Task requirements => Only lines containing "ClapParser" belong in the answer, each copied from the entries below.

Dataset entries
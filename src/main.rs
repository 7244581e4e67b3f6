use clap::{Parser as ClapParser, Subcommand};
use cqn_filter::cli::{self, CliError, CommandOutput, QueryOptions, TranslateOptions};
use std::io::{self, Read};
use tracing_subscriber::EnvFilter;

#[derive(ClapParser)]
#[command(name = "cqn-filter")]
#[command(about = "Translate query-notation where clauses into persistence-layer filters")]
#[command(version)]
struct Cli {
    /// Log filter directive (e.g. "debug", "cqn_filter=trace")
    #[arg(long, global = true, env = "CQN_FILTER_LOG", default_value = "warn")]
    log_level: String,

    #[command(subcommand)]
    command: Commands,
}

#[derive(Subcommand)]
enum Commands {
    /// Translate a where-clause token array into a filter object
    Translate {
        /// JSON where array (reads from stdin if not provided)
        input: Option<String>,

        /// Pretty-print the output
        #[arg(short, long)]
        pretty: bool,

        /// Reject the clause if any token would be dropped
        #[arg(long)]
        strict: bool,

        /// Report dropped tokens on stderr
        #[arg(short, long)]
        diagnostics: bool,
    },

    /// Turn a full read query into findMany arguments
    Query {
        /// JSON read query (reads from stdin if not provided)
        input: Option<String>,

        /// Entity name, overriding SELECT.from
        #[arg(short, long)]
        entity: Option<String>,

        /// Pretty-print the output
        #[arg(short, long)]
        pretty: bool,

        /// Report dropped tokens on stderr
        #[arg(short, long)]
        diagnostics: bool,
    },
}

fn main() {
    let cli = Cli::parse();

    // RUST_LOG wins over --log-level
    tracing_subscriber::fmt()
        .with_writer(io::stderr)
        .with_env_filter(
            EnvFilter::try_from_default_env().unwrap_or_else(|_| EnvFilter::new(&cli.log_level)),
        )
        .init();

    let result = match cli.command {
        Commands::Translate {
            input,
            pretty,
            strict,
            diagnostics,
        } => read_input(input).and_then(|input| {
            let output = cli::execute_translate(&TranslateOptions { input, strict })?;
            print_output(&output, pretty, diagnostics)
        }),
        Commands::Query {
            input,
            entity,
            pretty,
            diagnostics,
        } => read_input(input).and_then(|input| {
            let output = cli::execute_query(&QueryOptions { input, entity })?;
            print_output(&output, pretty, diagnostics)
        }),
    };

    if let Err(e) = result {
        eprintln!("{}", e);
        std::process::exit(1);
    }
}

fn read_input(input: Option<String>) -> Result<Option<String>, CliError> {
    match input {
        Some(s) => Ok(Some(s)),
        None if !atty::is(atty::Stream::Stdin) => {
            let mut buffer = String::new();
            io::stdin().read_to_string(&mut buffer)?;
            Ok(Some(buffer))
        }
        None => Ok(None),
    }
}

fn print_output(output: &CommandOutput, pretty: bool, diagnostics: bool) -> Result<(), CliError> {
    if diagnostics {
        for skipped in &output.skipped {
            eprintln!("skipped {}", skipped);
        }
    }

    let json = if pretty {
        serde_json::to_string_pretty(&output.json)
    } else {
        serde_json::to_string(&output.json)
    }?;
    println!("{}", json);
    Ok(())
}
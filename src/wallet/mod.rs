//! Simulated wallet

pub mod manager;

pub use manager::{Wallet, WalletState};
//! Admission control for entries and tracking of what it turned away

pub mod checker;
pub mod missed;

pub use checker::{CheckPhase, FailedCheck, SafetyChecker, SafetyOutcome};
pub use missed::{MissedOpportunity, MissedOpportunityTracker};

Exercise solution =>
use clap::{Parser as ClapParser, Subcommand};
#[derive(ClapParser)]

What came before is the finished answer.